I come from an object oriented background where I've learned that classes are or at least can be used to make a layer of abstraction that allows for easy recycling of code which can then either be used to make objects or be used in inheritance.

Like for example I can have an animal class and then from that inherit cats and dogs and such that all inherit many of the same traits, and from those sub-classes I can then make objects that can specify a breed of animal or even the name of it.

Or I can use classes to specify multiple instances of the same code that handles or contains slightly different things; like nodes in a search-tree or multiple different database connections and what not.
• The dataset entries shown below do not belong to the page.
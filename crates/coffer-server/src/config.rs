//! Server configuration loaded from environment variables.
//!
//! All settings have sensible defaults so a standalone primary can start with
//! zero configuration for local development. A real primary/backup pair needs
//! `ROLE`, `NAMING_URL`, `ADVERTISE_URI` and a shared `TOKEN_KEY_PATH`.

use std::net::SocketAddr;
use std::path::PathBuf;
use std::time::Duration;

use coffer_shared::constants::{DEFAULT_HTTP_PORT, PING_FAILURE_THRESHOLD, PING_INTERVAL_SECS};

/// Which replica role this process starts in.
#[derive(Debug, Clone, Copy, PartialEq, Eq)]
pub enum Role {
    Primary,
    Backup,
}

/// Server configuration.
#[derive(Debug, Clone)]
pub struct ServerConfig {
    /// Socket address for the HTTP API server.
    /// Env: `HTTP_ADDR`
    /// Default: `0.0.0.0:8080`
    pub http_addr: SocketAddr,

    /// URI under which *other* nodes reach this server; registered in the
    /// naming service at startup.
    /// Env: `ADVERTISE_URI`
    /// Default: `http://127.0.0.1:8080`
    pub advertise_uri: String,

    /// Replica role at startup. A backup may later promote itself.
    /// Env: `ROLE` (`primary` / `backup`)
    /// Default: `primary`
    pub role: Role,

    /// Base URL of the HTTP naming registry. When unset the server runs
    /// standalone with an in-process naming map (no replication partner).
    /// Env: `NAMING_URL`
    pub naming_url: Option<String>,

    /// Directory holding the database and the ciphertext vault.
    /// Env: `DATA_DIR`
    /// Default: `./data`
    pub data_dir: PathBuf,

    /// RSA private key (PKCS#8 PEM) used to sign session tokens. Both
    /// replicas must share this file so either honors the other's tokens.
    /// Generated on first start if missing.
    /// Env: `TOKEN_KEY_PATH`
    /// Default: `./token_key.pem`
    pub token_key_path: PathBuf,

    /// Interval between backup-to-primary heartbeat pings.
    /// Env: `PING_INTERVAL_SECS`
    /// Default: 5
    pub ping_interval: Duration,

    /// Consecutive failed pings before the backup promotes itself.
    /// Env: `PING_FAILURE_THRESHOLD`
    /// Default: 3
    pub ping_failure_threshold: u32,
}

impl Default for ServerConfig {
    fn default() -> Self {
        Self {
            http_addr: ([0, 0, 0, 0], DEFAULT_HTTP_PORT).into(),
            advertise_uri: format!("http://127.0.0.1:{DEFAULT_HTTP_PORT}"),
            role: Role::Primary,
            naming_url: None,
            data_dir: PathBuf::from("./data"),
            token_key_path: PathBuf::from("./token_key.pem"),
            ping_interval: Duration::from_secs(PING_INTERVAL_SECS),
            ping_failure_threshold: PING_FAILURE_THRESHOLD,
        }
    }
}

impl ServerConfig {
    /// Load configuration from environment variables, falling back to
    /// defaults.
    pub fn from_env() -> Self {
        let mut config = Self::default();

        if let Ok(addr) = std::env::var("HTTP_ADDR") {
            if let Ok(parsed) = addr.parse::<SocketAddr>() {
                config.http_addr = parsed;
            } else {
                tracing::warn!(value = %addr, "Invalid HTTP_ADDR, using default");
            }
        }

        if let Ok(uri) = std::env::var("ADVERTISE_URI") {
            config.advertise_uri = uri;
        }

        if let Ok(role) = std::env::var("ROLE") {
            match role.to_ascii_lowercase().as_str() {
                "primary" => config.role = Role::Primary,
                "backup" => config.role = Role::Backup,
                other => {
                    tracing::warn!(value = %other, "Invalid ROLE, using default (primary)");
                }
            }
        }

        if let Ok(url) = std::env::var("NAMING_URL") {
            if !url.is_empty() {
                config.naming_url = Some(url);
            }
        }

        if let Ok(path) = std::env::var("DATA_DIR") {
            config.data_dir = PathBuf::from(path);
        }

        if let Ok(path) = std::env::var("TOKEN_KEY_PATH") {
            config.token_key_path = PathBuf::from(path);
        }

        if let Ok(val) = std::env::var("PING_INTERVAL_SECS") {
            if let Ok(secs) = val.parse::<u64>() {
                config.ping_interval = Duration::from_secs(secs);
            }
        }

        if let Ok(val) = std::env::var("PING_FAILURE_THRESHOLD") {
            if let Ok(n) = val.parse::<u32>() {
                config.ping_failure_threshold = n;
            }
        }

        config
    }
}

#[cfg(test)]
mod tests {
    use super::*;

    #[test]
    fn test_default_config() {
        let config = ServerConfig::default();
        assert_eq!(config.http_addr, ([0, 0, 0, 0], 8080).into());
        assert_eq!(config.role, Role::Primary);
        assert_eq!(config.ping_interval, Duration::from_secs(5));
        assert_eq!(config.ping_failure_threshold, 3);
        assert!(config.naming_url.is_none());
    }
}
I'm recently moving into functional programming, so I was starting to wonder:
How do purely functional languages handle things like that? That is, languages without any concept of classes and objects.

Best Answer

Many functional languages have a module system. (Many object-oriented languages do too, by the way.) But even in the absence of one, you can use functions as modules.

JavaScript is a good example. In JavaScript, functions are used both to implement modules and even object-oriented encapsulation. In Scheme, which was the major inspiration for JavaScript, there are only functions. Functions are used to implement almost everything: objects, modules (called units in Racket), even data structures.

OTOH, Haskell and the ML family have an explicit module system.

Object Orientation is about data abstraction. That's it. Modularity, Inheritance, Polymorphism, even mutable state are orthogonal concerns.